Пёс был крупный, лобастый, с тяжёлыми лапами и густой бурой шерстью, в которой путались репьи и тополиный пух. Одно ухо у него стояло торчком, как у овчарки, а второе свисало тряпочкой – то ли с рождения, то ли кто-то в своё время приложил палкой.
Глаза у него были тёмные, влажные, с такой тоской на дне, что случайный прохожий, глянув раз, отводил взгляд и ускорял шаг. Не от страха – от неловкости.

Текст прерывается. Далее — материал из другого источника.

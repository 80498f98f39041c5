//! External storage ports.

use async_trait::async_trait;
use spiritdice_domain::CharacterId;

use super::error::BlobError;

/// Blob store for character portraits.
///
/// Portraits are addressed by the public URL the store hands out, which is
/// what `Character::portrait_url` records.
#[cfg_attr(test, mockall::automock)]
#[async_trait]
pub trait PortraitStore: Send + Sync {
    /// Store image bytes and return the public URL.
    async fn put(
        &self,
        character_id: CharacterId,
        content_type: &str,
        bytes: Vec<u8>,
    ) -> Result<String, BlobError>;

    /// Remove a stored portrait. Missing files are not an error.
    async fn remove(&self, url: &str) -> Result<(), BlobError>;

    /// Whether the portrait behind `url` still exists.
    async fn exists(&self, url: &str) -> Result<bool, BlobError>;
}
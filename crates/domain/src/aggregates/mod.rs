//! Aggregate roots - domain objects that own their related data
//!
//! Each aggregate:
//! - Has a unique identity
//! - Keeps its fields private and exposes behavior through methods
//! - Validates before mutating, so a rejected call leaves it untouched
//! - Returns outcome types from mutations

pub mod active_effect;
pub mod character;
pub mod glossary_term;
pub mod spirit_die_pool;
pub mod technique;

pub use active_effect::ActiveEffect;
pub use character::Character;
pub use glossary_term::GlossaryTerm;
pub use spirit_die_pool::SpiritDiePool;
pub use technique::Technique;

Словно посмотрел в чужую беду, а помочь не способен.
Мальчишки со двора звали его Бурый. Иногда кидали ему куриную кость из окна третьего этажа – кость летела, кувыркаясь, шлёпалась об асфальт, и пёс подходил неторопливо, деликатно, будто ему предложили, а не швырнули. Брал аккуратно, уносил за баки и долго, сосредоточенно грыз, прикрыв глаза.

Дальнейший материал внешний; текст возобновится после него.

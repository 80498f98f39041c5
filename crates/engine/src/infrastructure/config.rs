//! Engine configuration from environment variables.

use std::path::PathBuf;

/// Default cap on the number of override dice.
pub const DEFAULT_MAX_OVERRIDE_DICE: usize = 2;
/// Default portrait upload limit (5 MiB).
pub const DEFAULT_MAX_PORTRAIT_BYTES: usize = 5 * 1024 * 1024;
/// Default buffer size for each observer's message channel.
pub const DEFAULT_OBSERVER_CHANNEL_BUFFER: usize = 256;

/// Runtime configuration for the engine.
#[derive(Debug, Clone, PartialEq, Eq)]
pub struct EngineConfig {
    pub server_host: String,
    pub server_port: u16,
    /// Comma separated origins, or `*`. CORS is off when unset.
    pub cors_allowed_origins: Option<String>,
    /// Directory portraits are written to
    pub portrait_dir: PathBuf,
    /// URL prefix the portrait directory is served under
    pub portrait_url_prefix: String,
    pub max_override_dice: usize,
    pub max_portrait_bytes: usize,
    pub observer_channel_buffer: usize,
    pub seed_default_character: bool,
}

impl Default for EngineConfig {
    fn default() -> Self {
        Self {
            server_host: "0.0.0.0".to_string(),
            server_port: 3000,
            cors_allowed_origins: None,
            portrait_dir: PathBuf::from("uploads/portraits"),
            portrait_url_prefix: "/uploads/portraits".to_string(),
            max_override_dice: DEFAULT_MAX_OVERRIDE_DICE,
            max_portrait_bytes: DEFAULT_MAX_PORTRAIT_BYTES,
            observer_channel_buffer: DEFAULT_OBSERVER_CHANNEL_BUFFER,
            seed_default_character: true,
        }
    }
}

impl EngineConfig {
    /// Load configuration from the process environment.
    pub fn from_env() -> Self {
        Self::from_lookup(|key| std::env::var(key).ok())
    }

    /// Load configuration from an arbitrary key lookup. Unparseable values
    /// fall back to their defaults.
    pub fn from_lookup<F>(lookup: F) -> Self
    where
        F: Fn(&str) -> Option<String>,
    {
        let defaults = Self::default();
        let get = |key: &str| {
            lookup(key)
                .map(|v| v.trim().to_string())
                .filter(|v| !v.is_empty())
        };
        let parse_or = |key: &str, default: usize| {
            get(key)
                .and_then(|v| v.parse::<usize>().ok())
                .filter(|v| *v > 0)
                .unwrap_or(default)
        };

        Self {
            server_host: get("SERVER_HOST").unwrap_or(defaults.server_host),
            server_port: get("SERVER_PORT")
                .or_else(|| get("PORT"))
                .and_then(|v| v.parse().ok())
                .unwrap_or(defaults.server_port),
            cors_allowed_origins: get("CORS_ALLOWED_ORIGINS"),
            portrait_dir: get("PORTRAIT_DIR")
                .map(PathBuf::from)
                .unwrap_or(defaults.portrait_dir),
            portrait_url_prefix: defaults.portrait_url_prefix,
            max_override_dice: parse_or("MAX_OVERRIDE_DICE", defaults.max_override_dice),
            max_portrait_bytes: parse_or("MAX_PORTRAIT_BYTES", defaults.max_portrait_bytes),
            observer_channel_buffer: parse_or(
                "OBSERVER_CHANNEL_BUFFER",
                defaults.observer_channel_buffer,
            ),
            seed_default_character: get("SEED_DEFAULT_CHARACTER")
                .map(|v| !matches!(v.to_ascii_lowercase().as_str(), "0" | "false" | "no" | "off"))
                .unwrap_or(defaults.seed_default_character),
        }
    }
}

#[cfg(test)]
mod tests {
    use super::*;
    use std::collections::HashMap;

    fn config_from(pairs: &[(&str, &str)]) -> EngineConfig {
        let vars: HashMap<String, String> = pairs
            .iter()
            .map(|(k, v)| (k.to_string(), v.to_string()))
            .collect();
        EngineConfig::from_lookup(|key| vars.get(key).cloned())
    }

    #[test]
    fn empty_environment_uses_defaults() {
        assert_eq!(config_from(&[]), EngineConfig::default());
    }

    #[test]
    fn port_falls_back_to_port_variable() {
        assert_eq!(config_from(&[("PORT", "8080")]).server_port, 8080);
        assert_eq!(
            config_from(&[("PORT", "8080"), ("SERVER_PORT", "9000")]).server_port,
            9000
        );
    }

    #[test]
    fn invalid_numbers_fall_back() {
        let config = config_from(&[("MAX_OVERRIDE_DICE", "lots"), ("MAX_PORTRAIT_BYTES", "0")]);
        assert_eq!(config.max_override_dice, DEFAULT_MAX_OVERRIDE_DICE);
        assert_eq!(config.max_portrait_bytes, DEFAULT_MAX_PORTRAIT_BYTES);
    }

    #[test]
    fn seeding_can_be_disabled() {
        assert!(!config_from(&[("SEED_DEFAULT_CHARACTER", "false")]).seed_default_character);
        assert!(config_from(&[("SEED_DEFAULT_CHARACTER", "yes")]).seed_default_character);
    }

    #[test]
    fn overrides_apply() {
        let config = config_from(&[
            ("SERVER_HOST", "127.0.0.1"),
            ("PORTRAIT_DIR", "/tmp/portraits"),
            ("MAX_OVERRIDE_DICE", "4"),
            ("CORS_ALLOWED_ORIGINS", " http://localhost:5173 "),
        ]);
        assert_eq!(config.server_host, "127.0.0.1");
        assert_eq!(config.portrait_dir, PathBuf::from("/tmp/portraits"));
        assert_eq!(config.max_override_dice, 4);
        assert_eq!(
            config.cors_allowed_origins.as_deref(),
            Some("http://localhost:5173")
        );
    }
}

Пёс никого не трогал. Не лаял на кошек, не бросался на велосипедистов, не выл по ночам. Жил тихо, словно извинялся за то, что занимает место под чьим-то солнцем.
А потом пришло лето.
Семья Тарасовых – Андрей, Людмила и двое детей, Настя двенадцати лет и Лёшка, которому только-только стукнуло семь, – собиралась на дачу. Дача была старая, дедовская, в сорока километрах от города, в деревне Калинники, и каждый год, едва школа выпускала из своих стен последнего страдальца, Тарасовы грузили в «Ниву» матрасы, кастрюли, удочки, резиновые сапоги и ехали на три месяца в деревню.

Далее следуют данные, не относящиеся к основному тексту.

//! Infrastructure implementations.
//!
//! Contains port trait implementations for external dependencies.

pub mod clock;
pub mod config;
pub mod memory;
pub mod portraits;
pub mod ports;
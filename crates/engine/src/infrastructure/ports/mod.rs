//! Port traits for infrastructure boundaries.
//!
//! These are the ONLY abstractions in the engine. Everything else is concrete types.
//! Ports exist for:
//! - Record storage (in-memory today, swappable for a database)
//! - Portrait blob storage (filesystem today)
//! - Clock/Random (for testing)

mod error;
mod external;
mod repos;
mod testing;

// =============================================================================
// Repository Ports
// =============================================================================
pub use repos::*;

// =============================================================================
// External Storage Ports
// =============================================================================
pub use external::PortraitStore;
#[cfg(test)]
pub use external::MockPortraitStore;

// =============================================================================
// Testability Ports
// =============================================================================
pub use testing::{ClockPort, RandomPort};
#[cfg(test)]
pub use testing::{MockClockPort, MockRandomPort};

// =============================================================================
// Errors
// =============================================================================
pub use error::{BlobError, RepoError};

Андрей был мужик крепкий, широкоплечий, с рыжеватой щетиной и тяжёлыми руками монтажника. Говорил мало, но веско, и если уж сказал – значит, так оно и будет. Людмила – светлая, быстрая, с вечно озабоченным лицом, на котором, впрочем, легко расцветала улыбка.
Настя пошла в мать – тоненькая, порывистая, с длинной косой и серьёзными глазами. А Лёшка – тот был весь в отца: коренастый, молчаливый, упрямый, как бычок, и с вечно ободранными коленками.
И вот Лёшка-то всё и затеял.
– Пап, – сказал он утром, когда Андрей загружал в машину последнюю коробку с банками. – Пап, а давай возьмём с собой Бурого.
– Какого ещё Бурого? – не понял Андрей.
– Ну, пса. Который за баками живёт. Он же тут один останется. Помрёт без нас.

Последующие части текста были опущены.